Over the past few days, nationalised and private sector banks have issued a rash of repossession notices in newspapers to recover properties from borrowers who defaulted on EMIs. Industry insiders say that one out of every 10 homes bought with loans is in default in Bangalore city, most of it from the technology and BPO sectors.

“The IT sector is one of the main contributing factors for the repossession drive that banks are undertaking in Bangalore. Several IT companies have laid off employees and the bonuses of several others have been cut, which has resulted in defaults in home loans,” admits BR Bhat, general manager, Corporation Bank. The bank has a Rs1,000 crore home loan portfolio in the city and the share of IT staffers is nearly half.

According to banking industry insiders, almost all banks in the city have registered a 20% increase in loan defaults, and thousands of properties are being recovered under a stringent law called Sarfaesi — the Securitisation and Reconstruction of Financial Assets and Enforcement of Security Interest (Sarfaesi) Act, 2002.

The Act empowers banks and housing finance companies to recover their dues in case of defaults within a specified timeframe.

In the first half of this month alone, the recovery process has been initiated on various flats and independent houses worth Rs80.23 crore. The number will surely bloat as this is only the tip of the iceberg, and banks are worried about the impact of these defaults on their bottomlines.

"It would be foolish to live in denial that there will be no impact of the [global] slowdown on our books," says Syndicate Bank chairman and MD George Joseph.

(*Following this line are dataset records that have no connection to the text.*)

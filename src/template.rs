//! Parameter templates for external workflow commands.
//!
//! Placeholders are `$name` or `${name}` where `name` matches
//! `[A-Za-z][A-Za-z0-9_.]*`, so `$result.outcome` names a single key. `$$`
//! is a literal `$`. Substitution is safe: unknown names and malformed
//! placeholders are copied through untouched.
//!
//! Settings store placeholders in the search language's `$name$` form;
//! [`unescape_field_tokens`] turns them into `$name` first.

use std::collections::HashMap;

/// Remove every `$` that directly follows a word character in the input.
///
/// `priority=$severity$` becomes `priority=$severity`. A `$` preceded by
/// punctuation, whitespace or another `$` is kept.
pub fn unescape_field_tokens(input: &str) -> String {
    let mut out = String::with_capacity(input.len());
    let mut prev: Option<char> = None;
    for c in input.chars() {
        if !(c == '$' && prev.is_some_and(is_word_char)) {
            out.push(c);
        }
        prev = Some(c);
    }
    out
}

fn is_word_char(c: char) -> bool {
    c.is_alphanumeric() || c == '_'
}

fn is_ident_start(c: char) -> bool {
    c.is_ascii_alphabetic()
}

fn is_ident_continue(c: char) -> bool {
    c.is_ascii_alphanumeric() || c == '_' || c == '.'
}

#[derive(Debug, Clone, PartialEq, Eq)]
enum Token<'a> {
    Text(&'a str),
    /// `$$`
    Dollar,
    /// `$name` or `${name}`; `raw` is the source text including the sigil.
    Placeholder { name: &'a str, raw: &'a str },
}

/// A parsed template.
#[derive(Debug, Clone)]
pub struct Template<'a> {
    tokens: Vec<Token<'a>>,
}

impl<'a> Template<'a> {
    pub fn parse(source: &'a str) -> Self {
        let mut tokens = Vec::new();
        let mut text_start = 0;
        let mut i = 0;

        while let Some(offset) = source[i..].find('$') {
            let start = i + offset;
            let rest = &source[start + 1..];

            let (token, len) = if rest.starts_with('$') {
                (Some(Token::Dollar), 2)
            } else if let Some(braced) = rest.strip_prefix('{') {
                match braced.find('}') {
                    Some(end) if is_identifier(&braced[..end]) => {
                        let len = end + 3; // `$`, `{`, `}`
                        let raw = &source[start..start + len];
                        (Some(Token::Placeholder { name: &braced[..end], raw }), len)
                    }
                    _ => (None, 1),
                }
            } else {
                let name_len = identifier_len(rest);
                if name_len > 0 {
                    let raw = &source[start..start + 1 + name_len];
                    (Some(Token::Placeholder { name: &rest[..name_len], raw }), name_len + 1)
                } else {
                    (None, 1)
                }
            };

            match token {
                Some(token) => {
                    if text_start < start {
                        tokens.push(Token::Text(&source[text_start..start]));
                    }
                    tokens.push(token);
                    i = start + len;
                    text_start = i;
                }
                // Lone or invalid `$`: stays part of the surrounding text.
                None => i = start + len,
            }
        }

        if text_start < source.len() {
            tokens.push(Token::Text(&source[text_start..]));
        }

        Self { tokens }
    }

    /// Names of all placeholders, in order of appearance.
    pub fn placeholders(&self) -> impl Iterator<Item = &'a str> + '_ {
        self.tokens.iter().filter_map(|t| match t {
            Token::Placeholder { name, .. } => Some(*name),
            _ => None,
        })
    }

    /// Substitute known names; leave unknown placeholders verbatim.
    pub fn safe_substitute(&self, context: &HashMap<String, String>) -> String {
        let mut out = String::new();
        for token in &self.tokens {
            match token {
                Token::Text(text) => out.push_str(text),
                Token::Dollar => out.push('$'),
                Token::Placeholder { name, raw } => match context.get(*name) {
                    Some(value) => out.push_str(value),
                    None => out.push_str(raw),
                },
            }
        }
        out
    }
}

fn identifier_len(s: &str) -> usize {
    let mut chars = s.char_indices();
    match chars.next() {
        Some((_, c)) if is_ident_start(c) => {}
        _ => return 0,
    }
    chars
        .find(|&(_, c)| !is_ident_continue(c))
        .map_or(s.len(), |(idx, _)| idx)
}

fn is_identifier(s: &str) -> bool {
    !s.is_empty() && identifier_len(s) == s.len()
}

At least 15 nationalised and old private sector banks have initiated recovery proceedings and they are in various stages of execution. The list includes Vijaya Bank, Andhra Bank, Syndicate Bank, SBI, State Bank of Mysore, the Bangalore City Cooperative Bank, Corporation Bank, Canara Bank, Federal Bank, Bank of India, Karnataka Bank, Karnataka State Financial Corporation, Citibank and Indian Bank.